ВЛИЯНИЕ ГЕЛЕОБРАЗОВАТЕЛЯ ПИТАТЕЛЬНОЙ СРЕДЫ НА ЭМБРИО- И КАЛЛУСОГЕНЕЗ В КУЛЬТУРЕ ИЗОЛИРОВАННЫХ СЕМЯЗАЧАТКОВ СВЕКЛЫ СТОЛОВОЙ (BETA VULGARIS L.)

Abstract

Gynogenesis is the only way to form haploid embryoids, which underlies the technology of creating doubled haploids of Beta vulgaris L. plants of the species, including red beet. The composition of nutrient media has a significant influence on embryo- and callusogenesis in the culture of isolated ovules and the final yield of regenerated plants. In early works, researchers studied the effect of growth regulators, organic components, the consistency of nutrient media. In standard protocols for the culture of sugar beet isolated ovules, agarose, agar, and phytagel are gelling agents for the nutrient medium. At the same time, there are no studies of the use of various gelling agents’ effectiveness compared to each other. During the cultivation of isolated red beet ovules,only agar was used to gelate the nutrient medium.
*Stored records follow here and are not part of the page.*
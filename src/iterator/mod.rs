//! Cursor-style iterators over a container's sorted sequence.
//!
//! This module provides three traversal orders over the same backing
//! sequence:
//!
//! - [`AscendingIterator`]: front to back in sorted order
//! - [`SideCrossIterator`]: smallest, largest, second smallest, second
//!   largest, ...
//! - [`PrimeIterator`]: front to back, skipping values that are not prime
//!
//! All three implement the [`Traversal`] capability trait. Each kind is a
//! distinct type with its own state; there is no shared mutable base.
//!
//! # Validity
//!
//! An iterator stores positions as plain indices together with the
//! [`Generation`] of the sequence at its last `begin()`/`end()`. Every
//! mutation of the container bumps the generation, after which
//! [`Traversal::dereference`] and [`Traversal::advance`] fail with
//! [`Error::StaleIterator`] until the iterator is re-seeded.
//!
//! # Examples
//!
//! ```rust
//! use triverse::{Container, Error, Traversal};
//!
//! let mut container: Container = [7, 2, 9, 2].into_iter().collect();
//!
//! let ascending = container.ascending_iterator();
//! ascending.begin();
//! assert_eq!(ascending.dereference(), Ok(2));
//!
//! container.add(5);
//! assert!(matches!(
//!     container.ascending_iterator().dereference(),
//!     Err(Error::StaleIterator { .. })
//! ));
//! ```

mod ascending;
mod prime;
mod side_cross;

pub use ascending::AscendingIterator;
pub use prime::{PrimeIterator, is_prime};
pub use side_cross::SideCrossIterator;

use std::cell::{Ref, RefCell};
use std::cmp::Ordering;
use std::fmt;
use std::iter::FusedIterator;
use std::rc::Rc;

use crate::error::{Error, Result};
use crate::sequence::{Generation, SortedSequence};

/// Sequence storage shared between a container and the iterators bound to it.
pub(crate) type SharedSequence = Rc<RefCell<SortedSequence>>;

/// Identifies one of the three traversal orders.
#[derive(Clone, Copy, Debug, PartialEq, Eq, Hash)]
#[cfg_attr(feature = "serde", derive(serde::Serialize, serde::Deserialize))]
pub enum IteratorKind {
    /// Ascending traversal.
    Ascending,
    /// Side-crossing traversal.
    SideCross,
    /// Prime-filtered traversal.
    Prime,
}

impl fmt::Display for IteratorKind {
    fn fmt(&self, formatter: &mut fmt::Formatter<'_>) -> fmt::Result {
        let name = match self {
            Self::Ascending => "ascending",
            Self::SideCross => "side-cross",
            Self::Prime => "prime",
        };
        formatter.write_str(name)
    }
}

/// A slot in the sequence, or the past-the-end sentinel.
///
/// The derived ordering places every `At` before `PastEnd`.
#[derive(Clone, Copy, Debug, PartialEq, Eq, PartialOrd, Ord)]
pub(crate) enum Position {
    At(usize),
    PastEnd,
}

/// Ties an iterator to its owning sequence and the generation it was last
/// seeded at.
#[derive(Clone)]
pub(crate) struct Binding {
    sequence: SharedSequence,
    generation: Generation,
}

impl Binding {
    pub(crate) fn new(sequence: &SharedSequence) -> Self {
        let generation = sequence.borrow().generation();
        Self {
            sequence: Rc::clone(sequence),
            generation,
        }
    }

    /// Captures the current generation and returns the sequence for seeding.
    pub(crate) fn reseed(&mut self, kind: IteratorKind) -> Ref<'_, SortedSequence> {
        let sequence = self.sequence.borrow();
        self.generation = sequence.generation();
        tracing::trace!(%kind, generation = %self.generation, "iterator reseeded");
        sequence
    }

    /// Returns the sequence if no mutation happened since the last reseed.
    pub(crate) fn fresh(&self, kind: IteratorKind) -> Result<Ref<'_, SortedSequence>> {
        let sequence = self.sequence.borrow();
        let current = sequence.generation();
        if current == self.generation {
            Ok(sequence)
        } else {
            tracing::debug!(
                %kind,
                captured = %self.generation,
                current = %current,
                "stale iterator used"
            );
            Err(Error::StaleIterator {
                captured: self.generation,
                current,
            })
        }
    }

    pub(crate) fn is_stale(&self) -> bool {
        self.sequence.borrow().generation() != self.generation
    }

    pub(crate) fn ensure_same_owner(&self, other: &Self) -> Result<()> {
        if Rc::ptr_eq(&self.sequence, &other.sequence) {
            Ok(())
        } else {
            Err(Error::IncompatibleIterators)
        }
    }

    /// Checks that both bindings share an owner and that neither is stale.
    pub(crate) fn ensure_comparable(&self, other: &Self, kind: IteratorKind) -> Result<()> {
        self.ensure_same_owner(other)?;
        drop(self.fresh(kind)?);
        drop(other.fresh(kind)?);
        Ok(())
    }

    pub(crate) const fn generation(&self) -> Generation {
        self.generation
    }
}

impl fmt::Debug for Binding {
    fn fmt(&self, formatter: &mut fmt::Formatter<'_>) -> fmt::Result {
        formatter
            .debug_struct("Binding")
            .field("owner", &Rc::as_ptr(&self.sequence))
            .field("generation", &self.generation().get())
            .finish()
    }
}

/// The capability interface shared by every iterator kind.
///
/// `begin()` and `end()` re-seed the iterator they are called on, so the
/// same instance can be reused for any number of traversals. Comparison and
/// assignment are only meaningful between iterators of the same kind bound
/// to the same container; across containers they fail with
/// [`Error::IncompatibleIterators`]. Comparing against an iterator seeded
/// before the last mutation fails with [`Error::StaleIterator`].
pub trait Traversal: Sized {
    /// The traversal order this type implements.
    const KIND: IteratorKind;

    /// Resets to the first valid position and binds to the current generation.
    fn begin(&mut self) -> &mut Self;

    /// Resets to the past-the-end sentinel and binds to the current generation.
    ///
    /// The sentinel is only meant for comparison; dereferencing it fails.
    fn end(&mut self) -> &mut Self;

    /// Returns the element at the current position.
    ///
    /// # Errors
    ///
    /// - [`Error::StaleIterator`] if the container changed since the last
    ///   `begin()`/`end()`.
    /// - [`Error::OutOfRange`] if the traversal is exhausted.
    fn dereference(&self) -> Result<i32>;

    /// Moves to the next position of this traversal order.
    ///
    /// # Errors
    ///
    /// - [`Error::StaleIterator`] if the container changed since the last
    ///   `begin()`/`end()`.
    /// - [`Error::OutOfRange`] if the traversal is already exhausted.
    fn advance(&mut self) -> Result<&mut Self>;

    /// Returns `true` if the container was mutated since the last
    /// `begin()`/`end()`.
    fn is_stale(&self) -> bool;

    /// Returns `true` if no element remains to be visited.
    ///
    /// The answer describes the captured state and is meaningless while the
    /// iterator is stale.
    fn is_exhausted(&self) -> bool;

    /// Compares traversal progress with another iterator of the same kind.
    ///
    /// # Errors
    ///
    /// - [`Error::IncompatibleIterators`] if `other` belongs to a different
    ///   container.
    /// - [`Error::StaleIterator`] if either iterator was seeded before the
    ///   last mutation of the container.
    fn compare(&self, other: &Self) -> Result<Ordering>;

    /// Copies the cursor state of `other` into `self`.
    ///
    /// # Errors
    ///
    /// Returns [`Error::IncompatibleIterators`] if `other` belongs to a
    /// different container; `self` is left unchanged in that case.
    fn assign_from(&mut self, other: &Self) -> Result<()>;

    /// Returns `true` if both iterators denote the same traversal progress.
    ///
    /// # Errors
    ///
    /// [`Error::IncompatibleIterators`] across containers,
    /// [`Error::StaleIterator`] if either side is stale.
    fn equals(&self, other: &Self) -> Result<bool> {
        self.compare(other).map(Ordering::is_eq)
    }

    /// Returns `true` if `self` is behind `other`.
    ///
    /// # Errors
    ///
    /// [`Error::IncompatibleIterators`] across containers,
    /// [`Error::StaleIterator`] if either side is stale.
    fn less_than(&self, other: &Self) -> Result<bool> {
        self.compare(other).map(Ordering::is_lt)
    }

    /// Returns `true` if `self` is ahead of `other`.
    ///
    /// # Errors
    ///
    /// [`Error::IncompatibleIterators`] across containers,
    /// [`Error::StaleIterator`] if either side is stale.
    fn greater_than(&self, other: &Self) -> Result<bool> {
        other.less_than(self)
    }

    /// Adapts the remaining traversal into a standard [`Iterator`].
    ///
    /// Each item is the dereferenced element, after which the iterator is
    /// advanced. The adapter stops after the first error.
    ///
    /// # Examples
    ///
    /// ```rust
    /// use triverse::{Container, Traversal};
    ///
    /// let mut container: Container = [4, 3, 5, 1].into_iter().collect();
    /// let primes: Vec<i32> = container
    ///     .prime_iterator()
    ///     .begin()
    ///     .walk()
    ///     .collect::<Result<_, _>>()
    ///     .unwrap();
    /// assert_eq!(primes, vec![3, 5]);
    /// ```
    fn walk(&mut self) -> Walk<'_, Self> {
        Walk {
            traversal: self,
            finished: false,
        }
    }
}

/// Standard iterator adapter returned by [`Traversal::walk`].
#[derive(Debug)]
pub struct Walk<'a, T: Traversal> {
    traversal: &'a mut T,
    finished: bool,
}

impl<T: Traversal> Iterator for Walk<'_, T> {
    type Item = Result<i32>;

    fn next(&mut self) -> Option<Self::Item> {
        if self.finished {
            return None;
        }
        if !self.traversal.is_stale() && self.traversal.is_exhausted() {
            self.finished = true;
            return None;
        }
        let step = self.traversal.dereference().and_then(|value| {
            self.traversal.advance()?;
            Ok(value)
        });
        if step.is_err() {
            self.finished = true;
        }
        Some(step)
    }
}

impl<T: Traversal> FusedIterator for Walk<'_, T> {}

/// Implements `PartialEq` and `PartialOrd` in terms of [`Traversal`].
///
/// Iterators from different containers, or stale ones, are never equal and
/// unordered.
macro_rules! impl_std_comparisons {
    ($($iterator:ty),+ $(,)?) => {
        $(
            impl PartialEq for $iterator {
                fn eq(&self, other: &Self) -> bool {
                    matches!(self.equals(other), Ok(true))
                }
            }

            impl PartialOrd for $iterator {
                fn partial_cmp(&self, other: &Self) -> Option<Ordering> {
                    self.compare(other).ok()
                }
            }
        )+
    };
}

impl_std_comparisons!(AscendingIterator, SideCrossIterator, PrimeIterator);

static_assertions::assert_not_impl_any!(AscendingIterator: Send, Sync);
static_assertions::assert_not_impl_any!(SideCrossIterator: Send, Sync);
static_assertions::assert_not_impl_any!(PrimeIterator: Send, Sync);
At the same time, gelling agents and their concentration determine the mobilization of nutrient media; have various effects on explants, their vitrification, and the quality of regenerants. The selection of optimal gelling agent of the nutrient medium for cultivating isolated beet ovules can increase the yield of embryoids, callus, and regenerant plants and is relevant for research. In this work, we have studied the effect of gelling agents (agar, agargel, phytagel, and agarose) in the nutrient medium composition on embryo- and callusogenesis in the culture of isolated ovules of red beet (Beta vulgaris L.). Isolated ovules were cultured on MS nutrient medium supplemented with 200 mg/l BAP, 500 mg/l IAA, 60 g/l sucrose, and the following gelling agents: agar – 7.5 g/l; agarose – 6 g/l; agargel – 4 g/l; phytagel – 2 g/l. A Petri dish with 20 ovules represents repetition; the researchers experimented with 22 replicates. The researchers observed a higher yield of embryoids and callus when studying the effect of nutrient media gelling agents on the formation of embryoids and callus in the culture of isolated ovules in media containing phytagel and agarose. In contrast, in media containing agar and agargel, ovules formed callus and embryoids with a lower frequency, while agar has a more negative effect than agargel.